They knew that a divided people cannot survive in a hostile world. And that lesson is urgent for The Virgin Islands today. We may argue. We may disagree. We may debate. We may fight passionately over ideas. That is democracy. That is healthy. That is necessary. But when we turn our faces outward to the world, and when we look toward our future, we must stand united. We must not fuel the ambitions of those who do not mean us well. We must not become instruments in the hands of those who would use our divisions against us. We must never allow personal grievance, political rivalry, jealousy, bitterness, or mistrust to become stronger than our love for country.

The Long Look Free People are calling us back to the Stickit. They are calling us back to the place of gathering. Back to the place of reasoning. Back to the place where community comes before ego. Back to the place where survival requires unity. Back to the place where we look to the hills from whence cometh our help, knowing that our help cometh from the Lord. That is why this moment is bigger than politics. It is bigger than one Premier. It is bigger than one Government. It is bigger than one district. It is bigger than one generation. This is a nation-building moment. This is a defining moment in the story of The Virgin Islands.

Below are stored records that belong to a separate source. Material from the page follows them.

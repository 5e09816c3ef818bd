//! Snapshot-based undo/redo.
//!
//! Every committed action (a finished stroke, a clear) stores a full copy of
//! the canvas. Undo and redo move a cursor over that list and paint the
//! snapshot under it back onto the surface.

use crate::surface::Surface;
use crate::types::PixelBuffer;
use std::num::NonZeroUsize;

/// Frozen copy of the whole canvas at one commit.
#[derive(Debug, Clone, PartialEq, Eq)]
pub struct Snapshot {
    pixels: PixelBuffer,
}

impl Snapshot {
    /// Take ownership of a pixel copy; nothing else can reach it afterwards.
    pub fn capture(pixels: PixelBuffer) -> Self {
        Self { pixels }
    }

    pub fn width(&self) -> u32 {
        self.pixels.width()
    }

    pub fn height(&self) -> u32 {
        self.pixels.height()
    }

    pub fn pixels(&self) -> &PixelBuffer {
        &self.pixels
    }
}

/// Linear list of snapshots plus a cursor.
///
/// `cursor < len` holds whenever the list is non-empty. The only structural
/// change is [`History::commit`], which drops everything after the cursor
/// before appending.
#[derive(Debug, Clone, Default)]
pub struct History {
    snapshots: Vec<Snapshot>,
    cursor: usize,
    limit: Option<NonZeroUsize>,
}

impl History {
    /// Keep at most `limit` snapshots; the oldest are evicted first.
    pub fn with_limit(limit: Option<NonZeroUsize>) -> Self {
        Self { limit, ..Self::default() }
    }

    pub fn len(&self) -> usize {
        self.snapshots.len()
    }

    pub fn is_empty(&self) -> bool {
        self.snapshots.is_empty()
    }

    /// Index of the snapshot the canvas currently shows.
    pub fn cursor(&self) -> usize {
        self.cursor
    }

    pub fn current(&self) -> Option<&Snapshot> {
        self.snapshots.get(self.cursor)
    }

    #[cfg(test)]
    pub fn get(&self, index: usize) -> Option<&Snapshot> {
        self.snapshots.get(index)
    }

    pub fn can_undo(&self) -> bool {
        self.cursor > 0
    }

    pub fn can_redo(&self) -> bool {
        self.cursor + 1 < self.snapshots.len()
    }

    /// Truncate the undone future, append, point at the new entry.
    fn commit(&mut self, snapshot: Snapshot) {
        if !self.is_empty() {
            self.snapshots.truncate(self.cursor + 1);
        }
        self.snapshots.push(snapshot);

        if let Some(limit) = self.limit {
            let excess = self.snapshots.len().saturating_sub(limit.get());
            if excess > 0 {
                self.snapshots.drain(..excess);
            }
        }
        self.cursor = self.snapshots.len() - 1;
        self.check_invariants();
    }

    fn step_back(&mut self) -> bool {
        if !self.can_undo() {
            return false;
        }
        self.cursor -= 1;
        self.check_invariants();
        true
    }

    fn step_forward(&mut self) -> bool {
        if !self.can_redo() {
            return false;
        }
        self.cursor += 1;
        self.check_invariants();
        true
    }

    fn check_invariants(&self) {
        debug_assert!(
            self.is_empty() || self.cursor < self.snapshots.len(),
            "history cursor {} out of range (len {})",
            self.cursor,
            self.snapshots.len()
        );
        if let Some(limit) = self.limit {
            debug_assert!(self.snapshots.len() <= limit.get());
        }
    }
}

/// Owns the history and applies it to a surface.
#[derive(Debug, Default)]
pub struct HistoryManager {
    history: History,
}

impl HistoryManager {
    pub fn new(limit: Option<NonZeroUsize>) -> Self {
        Self { history: History::with_limit(limit) }
    }

    pub fn history(&self) -> &History {
        &self.history
    }

    /// Copy the whole canvas into a new entry after the cursor.
    pub fn capture_and_commit<S: Surface + ?Sized>(&mut self, surface: &S) {
        let snapshot = Snapshot::capture(surface.get_pixels(surface.full_rect()));
        self.history.commit(snapshot);
        tracing::debug!(
            cursor = self.history.cursor(),
            len = self.history.len(),
            "committed snapshot"
        );
    }

    /// Step back one entry. Returns false (and does nothing) at the oldest.
    pub fn undo<S: Surface + ?Sized>(&mut self, surface: &mut S) -> bool {
        if !self.history.step_back() {
            return false;
        }
        self.restore(surface);
        tracing::debug!(cursor = self.history.cursor(), "undo");
        true
    }

    /// Step forward one entry. Returns false (and does nothing) at the newest.
    pub fn redo<S: Surface + ?Sized>(&mut self, surface: &mut S) -> bool {
        if !self.history.step_forward() {
            return false;
        }
        self.restore(surface);
        tracing::debug!(cursor = self.history.cursor(), "redo");
        true
    }

    /// Overwrite the whole surface with the snapshot under the cursor.
    fn restore<S: Surface + ?Sized>(&self, surface: &mut S) {
        let Some(snapshot) = self.history.current() else {
            return;
        };
        debug_assert_eq!(
            (snapshot.width(), snapshot.height()),
            (surface.width(), surface.height()),
            "snapshot size differs from the surface"
        );
        surface.put_pixels(snapshot.pixels(), 0, 0);
    }

    /// Wipe the canvas and record that as its own undoable entry.
    pub fn clear<S: Surface + ?Sized>(&mut self, surface: &mut S) {
        surface.clear_rect(surface.full_rect());
        self.capture_and_commit(surface);
    }
}

#[cfg(test)]
mod tests {
    use super::*;
    use crate::surface::RasterSurface;
    use crate::types::{Point, Rgba};
    use proptest::prelude::*;

    fn blank() -> (RasterSurface, HistoryManager) {
        let surface = RasterSurface::new(24, 24).unwrap();
        let mut manager = HistoryManager::default();
        manager.capture_and_commit(&surface);
        (surface, manager)
    }

    fn stroke(surface: &mut RasterSurface, manager: &mut HistoryManager, y: f32) {
        surface.draw_line(Point::new(2.0, y), Point::new(22.0, y));
        manager.capture_and_commit(surface);
    }

    fn pixels(surface: &RasterSurface) -> PixelBuffer {
        surface.get_pixels(surface.full_rect())
    }

    #[test]
    fn baseline_then_strokes_counts_entries() {
        let (mut surface, mut manager) = blank();
        assert_eq!((manager.history().len(), manager.history().cursor()), (1, 0));
        for i in 0..3 {
            stroke(&mut surface, &mut manager, 4.0 + i as f32 * 5.0);
        }
        assert_eq!((manager.history().len(), manager.history().cursor()), (4, 3));
    }

    #[test]
    fn undo_at_oldest_and_redo_at_newest_are_noops() {
        let (mut surface, mut manager) = blank();
        let before = pixels(&surface);
        assert!(!manager.undo(&mut surface));
        assert!(!manager.redo(&mut surface));
        assert_eq!(manager.history().cursor(), 0);
        assert_eq!(pixels(&surface), before);

        stroke(&mut surface, &mut manager, 10.0);
        let drawn = pixels(&surface);
        assert!(!manager.redo(&mut surface));
        assert_eq!(manager.history().cursor(), 1);
        assert_eq!(pixels(&surface), drawn);
    }

    #[test]
    fn undo_then_redo_is_pixel_identical() {
        let (mut surface, mut manager) = blank();
        stroke(&mut surface, &mut manager, 6.0);
        stroke(&mut surface, &mut manager, 12.0);
        let drawn = pixels(&surface);

        assert!(manager.undo(&mut surface));
        assert_ne!(pixels(&surface), drawn);
        assert!(manager.redo(&mut surface));
        assert_eq!(pixels(&surface), drawn);
    }

    #[test]
    fn new_stroke_after_undo_discards_future() {
        // S0 -> A -> undo -> B: history is [S0, S2] and redo has nowhere to go.
        let (mut surface, mut manager) = blank();
        let s0 = pixels(&surface);

        stroke(&mut surface, &mut manager, 5.0);
        let s1 = pixels(&surface);
        assert_eq!((manager.history().len(), manager.history().cursor()), (2, 1));

        assert!(manager.undo(&mut surface));
        assert_eq!(manager.history().cursor(), 0);
        assert_eq!(pixels(&surface), s0);

        stroke(&mut surface, &mut manager, 18.0);
        let s2 = pixels(&surface);
        assert_eq!((manager.history().len(), manager.history().cursor()), (2, 1));
        assert_eq!(manager.history().get(1).unwrap().pixels(), &s2);
        assert_ne!(s1, s2);

        assert!(!manager.redo(&mut surface));
        assert_eq!(pixels(&surface), s2);
    }

    #[test]
    fn clear_is_recorded_and_undoable() {
        let (mut surface, mut manager) = blank();
        stroke(&mut surface, &mut manager, 8.0);
        let drawing = pixels(&surface);

        manager.clear(&mut surface);
        assert_eq!(manager.history().len(), 3);
        assert!(manager.history().current().unwrap().pixels().is_uniform(Rgba::TRANSPARENT));
        assert!(pixels(&surface).is_uniform(Rgba::TRANSPARENT));

        assert!(manager.undo(&mut surface));
        assert_eq!(pixels(&surface), drawing);
    }

    #[test]
    fn snapshots_do_not_follow_later_paint() {
        let (mut surface, manager) = blank();
        surface.draw_line(Point::new(0.0, 0.0), Point::new(24.0, 24.0));
        assert!(manager.history().get(0).unwrap().pixels().is_uniform(Rgba::TRANSPARENT));
        let first = manager.history().get(0).unwrap();
        assert_eq!((first.width(), first.height()), (24, 24));
    }

    #[test]
    fn limit_evicts_oldest_and_keeps_cursor_valid() {
        let mut surface = RasterSurface::new(24, 24).unwrap();
        let mut manager = HistoryManager::new(NonZeroUsize::new(3));
        manager.capture_and_commit(&surface);
        for i in 0..5 {
            stroke(&mut surface, &mut manager, 2.0 + i as f32 * 4.0);
        }
        assert_eq!((manager.history().len(), manager.history().cursor()), (3, 2));

        assert!(manager.undo(&mut surface));
        assert!(manager.undo(&mut surface));
        assert!(!manager.undo(&mut surface));
        // the blank baseline was evicted; oldest retained still has ink
        assert!(!pixels(&surface).is_uniform(Rgba::TRANSPARENT));
    }

    #[derive(Debug, Clone)]
    enum Op {
        Stroke(u8),
        Undo,
        Redo,
        Clear,
    }

    fn op_strategy() -> impl Strategy<Value = Op> {
        prop_oneof![
            (0u8..24).prop_map(Op::Stroke),
            Just(Op::Undo),
            Just(Op::Redo),
            Just(Op::Clear),
        ]
    }

    proptest! {
        #[test]
        fn n_strokes_give_n_plus_one_entries(rows in proptest::collection::vec(0u8..24, 0..20)) {
            let (mut surface, mut manager) = blank();
            for &y in &rows {
                stroke(&mut surface, &mut manager, y as f32);
            }
            prop_assert_eq!(manager.history().len(), rows.len() + 1);
            prop_assert_eq!(manager.history().cursor(), rows.len());
        }

        #[test]
        fn undo_k_then_stroke_truncates(n in 1usize..10, k_seed in any::<usize>()) {
            let (mut surface, mut manager) = blank();
            for i in 0..n {
                stroke(&mut surface, &mut manager, (i * 2) as f32);
            }
            let k = k_seed % (n + 1);
            let before = manager.history().len();
            for _ in 0..k {
                prop_assert!(manager.undo(&mut surface));
            }
            stroke(&mut surface, &mut manager, 23.0);
            prop_assert_eq!(manager.history().len(), before - k + 1);
            prop_assert!(!manager.history().can_redo());
        }

        #[test]
        fn cursor_stays_in_range_and_canvas_matches_cursor(ops in proptest::collection::vec(op_strategy(), 0..40)) {
            let (mut surface, mut manager) = blank();
            for op in ops {
                match op {
                    Op::Stroke(y) => stroke(&mut surface, &mut manager, y as f32),
                    Op::Undo => { manager.undo(&mut surface); }
                    Op::Redo => { manager.redo(&mut surface); }
                    Op::Clear => manager.clear(&mut surface),
                }
                let history = manager.history();
                prop_assert!(history.cursor() < history.len());
                prop_assert_eq!(history.current().unwrap().pixels(), &pixels(&surface));
            }
        }

        #[test]
        fn undo_redo_round_trip_anywhere(n in 1usize..8, back_seed in any::<usize>()) {
            let (mut surface, mut manager) = blank();
            for i in 0..n {
                stroke(&mut surface, &mut manager, (i * 3) as f32);
            }
            for _ in 0..(back_seed % n) {
                manager.undo(&mut surface);
            }
            let here = pixels(&surface);
            let cursor = manager.history().cursor();
            prop_assume!(cursor > 0);
            prop_assert!(manager.undo(&mut surface));
            prop_assert!(manager.redo(&mut surface));
            prop_assert_eq!(manager.history().cursor(), cursor);
            prop_assert_eq!(pixels(&surface), here);
        }
    }
}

And I know, as Premier, that I stand here not alone, but on the shoulders of those who came before me. I stand on the shoulders of the Long Look Free People. I stand on the shoulders of the men and women who turned this estate land into a village full of life. I stand on the shoulders of farmers, fishermen, sailors, boat builders, church mothers, teachers, pastors, artisans, traders, elders, cultural workers, public servants, and community leaders who kept Long Look alive. I stand on the shoulders of former representatives of Long Look who carried the hopes of this community into the Legislature.

I remember my great uncle, the Honourable Leslie Malone, the first representative of Long Look, a fearless voice for identity, economic advancement, and constitutional reform. I remember my grandfather, Willard Wheatley, the third Representative for Long Look, whose service forms part of the same sacred line of leadership rooted in this community. I remember Honourable Terrence B. Lettsome, whose work opened roads, created access, advanced opportunity, and helped transform District Seven. I honour Dr. the Honourable Kedrick Pickering, whose leadership, advocacy, and commitment to heritage helped bring the Long Look story more fully into public consciousness. And I stand before you knowing that history has placed a responsibility upon me. Not because I am greater than anyone else. Not because I am more deserving than anyone else. But because this moment demands that each of us recognise our assignment. 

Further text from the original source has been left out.